▶ Assigned task:
Beneath this line are the data; copy exactly the part of them that opens with the line containing "filename src/error.rs" and closes with the line containing "use std::io;", and only that part.

▶ The input:
┄┄┄┄┄┄┄┄┄┄
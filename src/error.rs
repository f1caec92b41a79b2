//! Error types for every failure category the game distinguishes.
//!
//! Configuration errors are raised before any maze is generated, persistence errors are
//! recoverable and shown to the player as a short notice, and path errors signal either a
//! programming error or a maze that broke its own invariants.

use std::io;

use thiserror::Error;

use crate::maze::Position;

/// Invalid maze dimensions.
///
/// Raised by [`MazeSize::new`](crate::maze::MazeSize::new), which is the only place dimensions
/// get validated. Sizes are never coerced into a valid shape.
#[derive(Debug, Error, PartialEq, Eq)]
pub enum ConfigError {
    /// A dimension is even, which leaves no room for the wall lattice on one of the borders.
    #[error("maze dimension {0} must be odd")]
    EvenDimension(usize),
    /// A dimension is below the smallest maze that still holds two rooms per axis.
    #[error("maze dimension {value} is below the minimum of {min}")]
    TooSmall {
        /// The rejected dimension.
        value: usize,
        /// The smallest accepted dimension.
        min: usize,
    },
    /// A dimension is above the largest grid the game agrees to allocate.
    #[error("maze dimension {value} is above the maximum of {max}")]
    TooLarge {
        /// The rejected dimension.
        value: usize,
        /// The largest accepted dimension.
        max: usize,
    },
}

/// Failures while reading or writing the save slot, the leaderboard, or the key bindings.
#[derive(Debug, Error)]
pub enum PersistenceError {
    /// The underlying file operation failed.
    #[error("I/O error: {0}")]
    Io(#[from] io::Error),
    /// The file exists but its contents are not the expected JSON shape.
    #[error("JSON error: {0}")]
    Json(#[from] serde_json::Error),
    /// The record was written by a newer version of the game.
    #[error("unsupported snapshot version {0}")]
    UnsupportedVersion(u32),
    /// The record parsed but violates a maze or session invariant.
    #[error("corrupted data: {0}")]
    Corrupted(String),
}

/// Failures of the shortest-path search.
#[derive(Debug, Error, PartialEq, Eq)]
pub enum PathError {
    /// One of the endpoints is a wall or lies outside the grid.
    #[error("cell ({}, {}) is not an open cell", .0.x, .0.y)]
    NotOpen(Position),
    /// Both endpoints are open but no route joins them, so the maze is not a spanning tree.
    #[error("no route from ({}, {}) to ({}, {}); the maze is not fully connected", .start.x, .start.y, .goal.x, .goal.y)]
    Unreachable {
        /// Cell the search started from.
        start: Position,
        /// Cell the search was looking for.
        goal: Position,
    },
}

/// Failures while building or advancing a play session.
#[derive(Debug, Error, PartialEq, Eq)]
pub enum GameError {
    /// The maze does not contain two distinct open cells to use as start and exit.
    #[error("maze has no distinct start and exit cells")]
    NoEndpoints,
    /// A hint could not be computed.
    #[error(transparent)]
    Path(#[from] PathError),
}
┄┄┄┄┄┄┄┄┄┄
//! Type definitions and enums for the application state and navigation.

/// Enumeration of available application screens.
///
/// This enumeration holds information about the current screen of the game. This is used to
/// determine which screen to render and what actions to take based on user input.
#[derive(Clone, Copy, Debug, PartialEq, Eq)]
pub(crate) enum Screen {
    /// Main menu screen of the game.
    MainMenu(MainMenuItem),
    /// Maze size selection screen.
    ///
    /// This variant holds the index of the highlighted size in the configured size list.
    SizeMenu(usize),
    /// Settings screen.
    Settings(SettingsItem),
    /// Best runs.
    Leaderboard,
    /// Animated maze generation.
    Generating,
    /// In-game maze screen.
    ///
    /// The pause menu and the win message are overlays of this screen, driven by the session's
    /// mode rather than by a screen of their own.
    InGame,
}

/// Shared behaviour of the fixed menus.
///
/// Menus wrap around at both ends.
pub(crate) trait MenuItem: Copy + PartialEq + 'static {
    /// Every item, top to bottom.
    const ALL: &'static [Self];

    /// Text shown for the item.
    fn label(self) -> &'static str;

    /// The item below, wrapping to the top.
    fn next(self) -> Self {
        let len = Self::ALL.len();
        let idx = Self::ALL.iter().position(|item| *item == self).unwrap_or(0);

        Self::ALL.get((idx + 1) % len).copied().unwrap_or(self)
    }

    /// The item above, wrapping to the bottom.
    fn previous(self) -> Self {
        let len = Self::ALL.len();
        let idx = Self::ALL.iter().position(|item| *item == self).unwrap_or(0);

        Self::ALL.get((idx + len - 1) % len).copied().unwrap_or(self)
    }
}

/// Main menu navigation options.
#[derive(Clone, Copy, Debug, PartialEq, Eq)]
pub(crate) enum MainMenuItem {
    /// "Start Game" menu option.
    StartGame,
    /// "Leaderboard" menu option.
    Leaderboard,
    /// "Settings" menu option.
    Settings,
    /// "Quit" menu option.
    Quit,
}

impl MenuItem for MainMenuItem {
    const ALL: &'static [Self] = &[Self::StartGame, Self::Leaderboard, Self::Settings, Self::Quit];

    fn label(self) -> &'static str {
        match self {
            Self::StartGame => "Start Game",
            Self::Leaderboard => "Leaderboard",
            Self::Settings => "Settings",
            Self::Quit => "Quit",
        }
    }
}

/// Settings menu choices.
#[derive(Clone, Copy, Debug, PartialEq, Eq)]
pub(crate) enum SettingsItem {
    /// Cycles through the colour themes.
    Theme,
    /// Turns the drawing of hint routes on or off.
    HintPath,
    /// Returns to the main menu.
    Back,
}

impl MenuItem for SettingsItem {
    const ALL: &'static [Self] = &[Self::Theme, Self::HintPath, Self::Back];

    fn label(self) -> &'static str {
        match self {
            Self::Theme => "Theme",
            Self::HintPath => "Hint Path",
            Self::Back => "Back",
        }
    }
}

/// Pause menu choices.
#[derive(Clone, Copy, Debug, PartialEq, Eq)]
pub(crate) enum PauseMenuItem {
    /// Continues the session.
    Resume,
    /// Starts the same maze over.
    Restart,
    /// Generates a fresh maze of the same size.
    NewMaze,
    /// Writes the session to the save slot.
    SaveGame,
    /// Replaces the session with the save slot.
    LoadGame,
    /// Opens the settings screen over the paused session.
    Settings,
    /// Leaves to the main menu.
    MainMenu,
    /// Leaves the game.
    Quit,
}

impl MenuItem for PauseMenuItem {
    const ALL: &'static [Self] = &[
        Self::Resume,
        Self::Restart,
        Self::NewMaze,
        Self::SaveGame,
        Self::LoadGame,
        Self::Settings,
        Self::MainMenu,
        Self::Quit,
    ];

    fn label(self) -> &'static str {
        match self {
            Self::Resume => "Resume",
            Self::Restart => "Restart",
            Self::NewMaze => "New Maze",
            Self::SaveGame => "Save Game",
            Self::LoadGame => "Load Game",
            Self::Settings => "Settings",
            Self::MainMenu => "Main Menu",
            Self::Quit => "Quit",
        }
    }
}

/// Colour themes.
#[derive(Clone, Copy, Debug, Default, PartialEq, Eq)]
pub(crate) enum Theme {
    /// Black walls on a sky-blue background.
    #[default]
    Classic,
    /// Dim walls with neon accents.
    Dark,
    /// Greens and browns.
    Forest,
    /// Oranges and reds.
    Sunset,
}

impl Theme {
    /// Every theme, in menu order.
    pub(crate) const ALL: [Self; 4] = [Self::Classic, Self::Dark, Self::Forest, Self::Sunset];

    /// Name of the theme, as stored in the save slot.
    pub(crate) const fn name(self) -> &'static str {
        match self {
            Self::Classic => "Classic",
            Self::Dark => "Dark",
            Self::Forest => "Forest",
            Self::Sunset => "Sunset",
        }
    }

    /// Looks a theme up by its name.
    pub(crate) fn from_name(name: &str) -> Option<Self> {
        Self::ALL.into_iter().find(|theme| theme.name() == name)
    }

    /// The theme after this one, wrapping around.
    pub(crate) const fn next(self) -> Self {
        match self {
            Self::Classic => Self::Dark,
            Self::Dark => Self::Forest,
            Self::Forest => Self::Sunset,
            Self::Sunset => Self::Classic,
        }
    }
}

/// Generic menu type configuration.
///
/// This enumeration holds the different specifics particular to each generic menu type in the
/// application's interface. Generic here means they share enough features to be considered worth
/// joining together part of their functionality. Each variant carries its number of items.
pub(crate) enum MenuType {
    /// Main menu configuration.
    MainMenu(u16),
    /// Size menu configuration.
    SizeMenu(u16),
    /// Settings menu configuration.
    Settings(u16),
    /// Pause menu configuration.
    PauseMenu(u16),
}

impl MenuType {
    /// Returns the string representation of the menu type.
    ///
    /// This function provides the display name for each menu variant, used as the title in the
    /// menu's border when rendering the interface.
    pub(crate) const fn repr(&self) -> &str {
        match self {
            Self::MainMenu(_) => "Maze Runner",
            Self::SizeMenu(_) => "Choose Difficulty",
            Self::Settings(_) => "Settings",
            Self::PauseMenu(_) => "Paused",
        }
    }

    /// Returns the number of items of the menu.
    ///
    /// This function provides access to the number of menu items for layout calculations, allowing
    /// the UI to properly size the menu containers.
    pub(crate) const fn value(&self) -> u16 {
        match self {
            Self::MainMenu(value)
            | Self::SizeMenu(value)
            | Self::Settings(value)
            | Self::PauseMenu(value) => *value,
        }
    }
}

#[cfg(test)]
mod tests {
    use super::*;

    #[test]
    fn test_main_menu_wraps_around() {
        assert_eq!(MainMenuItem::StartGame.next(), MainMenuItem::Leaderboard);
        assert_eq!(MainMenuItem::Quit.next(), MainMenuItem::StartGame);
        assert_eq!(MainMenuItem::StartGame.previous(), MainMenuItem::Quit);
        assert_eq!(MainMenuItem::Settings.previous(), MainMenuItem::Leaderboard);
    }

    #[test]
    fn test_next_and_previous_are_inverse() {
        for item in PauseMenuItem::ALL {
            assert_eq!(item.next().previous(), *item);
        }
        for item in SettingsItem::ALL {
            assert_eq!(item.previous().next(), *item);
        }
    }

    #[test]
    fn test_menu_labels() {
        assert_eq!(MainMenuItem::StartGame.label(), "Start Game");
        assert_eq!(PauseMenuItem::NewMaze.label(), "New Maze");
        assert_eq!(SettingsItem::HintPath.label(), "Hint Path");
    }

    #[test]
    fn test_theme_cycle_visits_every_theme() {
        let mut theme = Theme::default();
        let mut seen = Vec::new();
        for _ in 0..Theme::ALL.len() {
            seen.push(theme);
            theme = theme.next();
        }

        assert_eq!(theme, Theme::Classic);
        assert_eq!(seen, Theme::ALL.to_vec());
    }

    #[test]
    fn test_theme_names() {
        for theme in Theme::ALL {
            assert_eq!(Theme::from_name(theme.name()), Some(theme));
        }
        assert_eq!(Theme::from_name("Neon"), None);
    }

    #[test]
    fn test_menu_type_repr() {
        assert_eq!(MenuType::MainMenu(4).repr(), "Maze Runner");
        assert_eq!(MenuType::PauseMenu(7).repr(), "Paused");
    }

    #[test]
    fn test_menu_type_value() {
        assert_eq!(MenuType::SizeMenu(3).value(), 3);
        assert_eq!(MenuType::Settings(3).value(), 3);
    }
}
┄┄┄┄┄┄┄┄┄┄
▶ Answer to this exercise:
filename src/error.rs
repository f1caec92b41a79b2
//! Error types for every failure category the game distinguishes.
//!
//! Configuration errors are raised before any maze is generated, persistence errors are
//! recoverable and shown to the player as a short notice, and path errors signal either a
//! programming error or a maze that broke its own invariants.

use std::io;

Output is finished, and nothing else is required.